Menjelang siang, Six in Sundays ramai pengunjung. Suasana kafe itu menjadi terlalu berisik sekarang. Baik Ivory dan Silver, keduanya sudah kehilangan fokus untuk melanjutkan belajar. Jadi, mereka memutuskan untuk mengakhiri kegiatan mereka, dan langsung memesan makan siang—sebelumnya mereka hanya memesan minuman dan camilan.
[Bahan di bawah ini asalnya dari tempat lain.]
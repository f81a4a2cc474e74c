//! Core ontology model types.
//!
//! The [`OntologyDocument`] is an append-only accumulator: a fixed header, a
//! fixed set of prefix bindings, and a single ordered list of [`Axiom`]s.
//! Nothing in the document is mutated after it has been appended. Entity
//! identity is carried by [`Iri`]; literal text by [`Literal`]. Both
//! constructors validate their input, which is where malformed registry data
//! surfaces as a recoverable error.

use thiserror::Error;

use crate::vocabulary::{Prefix, Vocabulary};

/// Errors produced when validating an [`Iri`].
#[derive(Clone, Debug, Error, PartialEq, Eq)]
pub enum IriError {
    /// The provided text was empty.
    #[error("empty IRI")]
    Empty,
    /// The provided text has no scheme and so is not an absolute IRI.
    #[error("not an absolute IRI: {value}")]
    NotAbsolute {
        /// The rejected text.
        value: String,
    },
    /// The provided text contains a character that may not appear in an IRI reference.
    #[error("illegal character {character:?} in IRI: {value}")]
    IllegalCharacter {
        /// The rejected text.
        value: String,
        /// The first offending character.
        character: char,
    },
}

/// An absolute IRI naming an ontology entity.
#[derive(Clone, Debug, PartialEq, Eq, Hash, PartialOrd, Ord)]
pub struct Iri {
    value: String,
}

impl Iri {
    /// Validates and constructs a new [`Iri`].
    ///
    /// # Errors
    ///
    /// Returns [`IriError`] if `value` is empty, has no scheme, or contains
    /// whitespace, control characters or any of `<>"{}|^`\`.
    pub fn new(value: impl Into<String>) -> Result<Self, IriError> {
        let value = value.into();
        if value.is_empty() {
            return Err(IriError::Empty);
        }
        if let Some(character) = value.chars().find(|c| is_illegal_iri_char(*c)) {
            return Err(IriError::IllegalCharacter { value, character });
        }
        let has_scheme = value
            .split_once(':')
            .is_some_and(|(scheme, _)| is_scheme(scheme));
        if !has_scheme {
            return Err(IriError::NotAbsolute { value });
        }
        Ok(Self { value })
    }

    /// Joins a namespace IRI and a local name.
    ///
    /// # Errors
    ///
    /// Returns [`IriError`] if the concatenation is not a valid IRI.
    pub fn in_namespace(namespace: &str, local: &str) -> Result<Self, IriError> {
        Self::new(format!("{namespace}{local}"))
    }

    /// Returns the underlying textual representation.
    #[must_use]
    pub fn as_str(&self) -> &str {
        &self.value
    }
}

impl std::fmt::Display for Iri {
    fn fmt(&self, f: &mut std::fmt::Formatter<'_>) -> std::fmt::Result {
        f.write_str(&self.value)
    }
}

fn is_illegal_iri_char(c: char) -> bool {
    c.is_whitespace()
        || c.is_control()
        || matches!(c, '<' | '>' | '"' | '{' | '}' | '|' | '^' | '`' | '\\')
}

fn is_scheme(scheme: &str) -> bool {
    let mut chars = scheme.chars();
    chars.next().is_some_and(|c| c.is_ascii_alphabetic())
        && chars.all(|c| c.is_ascii_alphanumeric() || matches!(c, '+' | '-' | '.'))
}

/// Errors produced when validating a [`Literal`].
#[derive(Clone, Debug, Error, PartialEq, Eq)]
pub enum LiteralError {
    /// The source field carried no text at all.
    #[error("missing literal value")]
    Missing,
    /// The text contains a character that cannot be carried by an RDF literal.
    #[error("unencodable character U+{code:04X} in literal {value:?}")]
    Unencodable {
        /// The rejected text.
        value: String,
        /// Code point of the first offending character.
        code: u32,
    },
}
"Nanti di rumah coba kamu kerjain sendiri dulu latihan soalnya, Bu. Terus kamu pelajarin pembahasannya. Kalo emang masih ada yang nggak ngerti, besok jam istrirahat pertama, kita bahas. Pulang sekolah aku nggak bisa karena les."
"Siap, Bos."
Makan siang mereka datang.
"Kamu tadi berangkat sama Pak Amin, By?"
Ivory mengangguk. Mulai memasukkan sesendok makanannya ke dalam mulut.
"Abis ini aku anterin pulang, ya."
"Emm ... aku ... belum mau pulang."
Silver menatap Ivory yang menghindari matanya itu dengan penuh selidik. Kemudian menyadari, bahwa perempuan itu sama sekali tidak memegang ponsel sedari tadi, sejak pertama mereka bertemu hari ini. Padahal, benda pipih itu biasanya tidak pernah lepas dari genggamannya, yang selalu diperiksa secara berkala--dan sejujurnya, cukup melegakan karena sekarang Silver tahu, Ivory ternyata bisa terlepas dari ponsel berisi catatan to do list yang dibuatnya sendiri itu.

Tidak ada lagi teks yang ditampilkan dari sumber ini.